INSIDE the cia museum

Inside the CIA museum, you’ll find an amazing array of artifacts like “clothing, equipment, weapons, insignia and other memorabilia that serve as tangible testimony to the Agency’s history.” And you’ll see how much CIA science and technology research has contributed to the very public technology we have today. “Many of the objects the Museum holds,” the virtual site explains, “were designed, manufactured and used specifically for intelligence operations.” Museum galleries focus on Afghanistan and the War on Terror, the history of the Office of the Strategic Service, the Cold War, CIA analysis, and science and technology.

STEM in the cia

Experts in science and technology, engineering and math, are invaluable to any organization working to stay on top of any global game. The same is true, of course, for the CIA, and the Agency takes understandable pride in its research and development.
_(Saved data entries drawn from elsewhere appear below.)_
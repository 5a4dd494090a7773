//! One-shot sleep timer

use std::sync::atomic::{AtomicU64, Ordering};
use std::time::Duration;

use chrono::{DateTime, Utc};
use tokio::task::JoinHandle;
use tokio::time::Instant;

use crate::events::EngineEvent;
use crate::model::PlaybackState;

use super::PlaybackEngine;

static NEXT_TIMER: AtomicU64 = AtomicU64::new(1);

/// Pending sleep timer. Never persisted.
pub struct SleepTimer {
    pub expires_at: DateTime<Utc>,
    token: u64,
    handle: JoinHandle<()>,
}

impl SleepTimer {
    fn cancel(self) {
        self.handle.abort();
    }
}

impl PlaybackEngine {
    /// Pause playback after `minutes`. Replaces any running timer; `0`
    /// cancels.
    pub async fn set_sleep_timer(&self, minutes: u32) -> Option<DateTime<Utc>> {
        let mut s = self.state.lock().await;
        if let Some(previous) = s.sleep_timer.take() {
            previous.cancel();
        }

        if minutes == 0 {
            tracing::info!("Sleep timer cancelled");
            self.events.emit(EngineEvent::SleepTimerCancelled);
            return None;
        }

        let deadline = Instant::now() + Duration::from_secs(u64::from(minutes) * 60);
        let expires_at = Utc::now() + chrono::Duration::minutes(i64::from(minutes));
        let token = NEXT_TIMER.fetch_add(1, Ordering::Relaxed);

        let engine = self.clone();
        let handle = tokio::spawn(async move {
            tokio::time::sleep_until(deadline).await;
            engine.fire_sleep_timer(token).await;
        });

        s.sleep_timer = Some(SleepTimer {
            expires_at,
            token,
            handle,
        });
        tracing::info!(minutes, %expires_at, "Sleep timer set");
        self.events.emit(EngineEvent::SleepTimerSet { expires_at });
        Some(expires_at)
    }

    /// Time left before the timer fires
    pub async fn sleep_timer_remaining(&self) -> Option<Duration> {
        let s = self.state.lock().await;
        let timer = s.sleep_timer.as_ref()?;
        Some((timer.expires_at - Utc::now()).to_std().unwrap_or_default())
    }

    async fn fire_sleep_timer(&self, token: u64) {
        let mut s = self.state.lock().await;
        if s.sleep_timer.as_ref().map(|t| t.token) != Some(token) {
            return;
        }
        // Dropping the handle detaches; this task is the one running it.
        s.sleep_timer = None;

        match (s.playback, s.source) {
            (PlaybackState::Playing, Some(source)) => {
                self.output.pause(source);
                s.audible = false;
                self.set_playback(&mut s, PlaybackState::Paused);
            }
            (PlaybackState::Loading, _) => {
                s.generation += 1;
                self.halt(&mut s);
            }
            (state, _) => tracing::debug!(?state, "Sleep timer fired with nothing playing"),
        }
        drop(s);

        tracing::info!("Sleep timer fired");
        self.events.emit(EngineEvent::SleepTimerFired);
        self.events.notice("Sleep timer ended playback");
    }
}
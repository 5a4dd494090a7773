//! Player-wide event bus
//!
//! The engine, session and library publish here; the front-end and the
//! like-sync layer subscribe. Sends never fail the publisher: with no
//! subscribers the event is dropped.

use chrono::{DateTime, Utc};
use tokio::sync::broadcast;

use crate::model::{PlaybackState, TrackDescriptor};

const EVENT_CAPACITY: usize = 256;

#[derive(Clone, Debug, PartialEq)]
pub enum EngineEvent {
    StateChanged(PlaybackState),
    TrackChanged(TrackDescriptor),
    QueueChanged { len: usize, cursor: isize },
    VolumeChanged(f32),
    SleepTimerSet { expires_at: DateTime<Utc> },
    SleepTimerCancelled,
    SleepTimerFired,
    /// Transient user-visible message
    Notice(String),
    LoggedIn(String),
    LoggedOut,
    SessionExpired,
    LikeToggled { track: TrackDescriptor, liked: bool },
    LikesSynced(usize),
    EnhancementChanged,
}

#[derive(Clone)]
pub struct EventBus {
    sender: broadcast::Sender<EngineEvent>,
}

impl Default for EventBus {
    fn default() -> Self {
        Self::new()
    }
}

impl EventBus {
    pub fn new() -> Self {
        let (sender, _) = broadcast::channel(EVENT_CAPACITY);
        Self { sender }
    }

    pub fn emit(&self, event: EngineEvent) {
        tracing::trace!(?event, "Event");
        let _ = self.sender.send(event);
    }

    pub fn notice(&self, message: impl Into<String>) {
        self.emit(EngineEvent::Notice(message.into()));
    }

    pub fn subscribe(&self) -> broadcast::Receiver<EngineEvent> {
        self.sender.subscribe()
    }
}


#[cfg(test)]
mod tests {
    use super::*;

    #[test]
    fn emitting_without_subscribers_is_harmless() {
        let bus = EventBus::new();
        bus.notice("nobody listening");
    }

    #[test]
    fn subscribers_see_events_in_order() {
        let bus = EventBus::new();
        let mut rx = bus.subscribe();
        bus.emit(EngineEvent::StateChanged(PlaybackState::Loading));
        bus.emit(EngineEvent::StateChanged(PlaybackState::Playing));

        assert_eq!(
            testing::drain(&mut rx),
            vec![
                EngineEvent::StateChanged(PlaybackState::Loading),
                EngineEvent::StateChanged(PlaybackState::Playing),
            ]
        );
    }
}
“Among the nation’s greatest secrets,” the Museum virtual site explains, “are those involving the CIA men and women who apply their skills and expertise in pure science, applied engineering, master craftsmanship, operational tradecraft, and linguistics to provide America’s leaders with critically important intelligence on the world.” Indeed, it’s not surprising an entire gallery of the museum is dedicated to Science and Technology.

“The items displayed [in the Science and Technology Gallery] were designed by some of America’s most advanced thinkers,” the site explains. These CIA professionals were expert at “adapting existing technologies or inventing new ones” to meet the Agency’s intelligence requirements. the —selflessly putting themselves in the service of freedom.”

take a VIRTUAL TOUR of the cia

If any of that sparks your interest, visit the CIA’s Museum. As the Agency explains, “Please note that because the Museum is located on the CIA compound, it is not open to the public for tours.” But there’s no reason you can’t enjoy a virtual tour, and then check it out for yourself once you’re hired.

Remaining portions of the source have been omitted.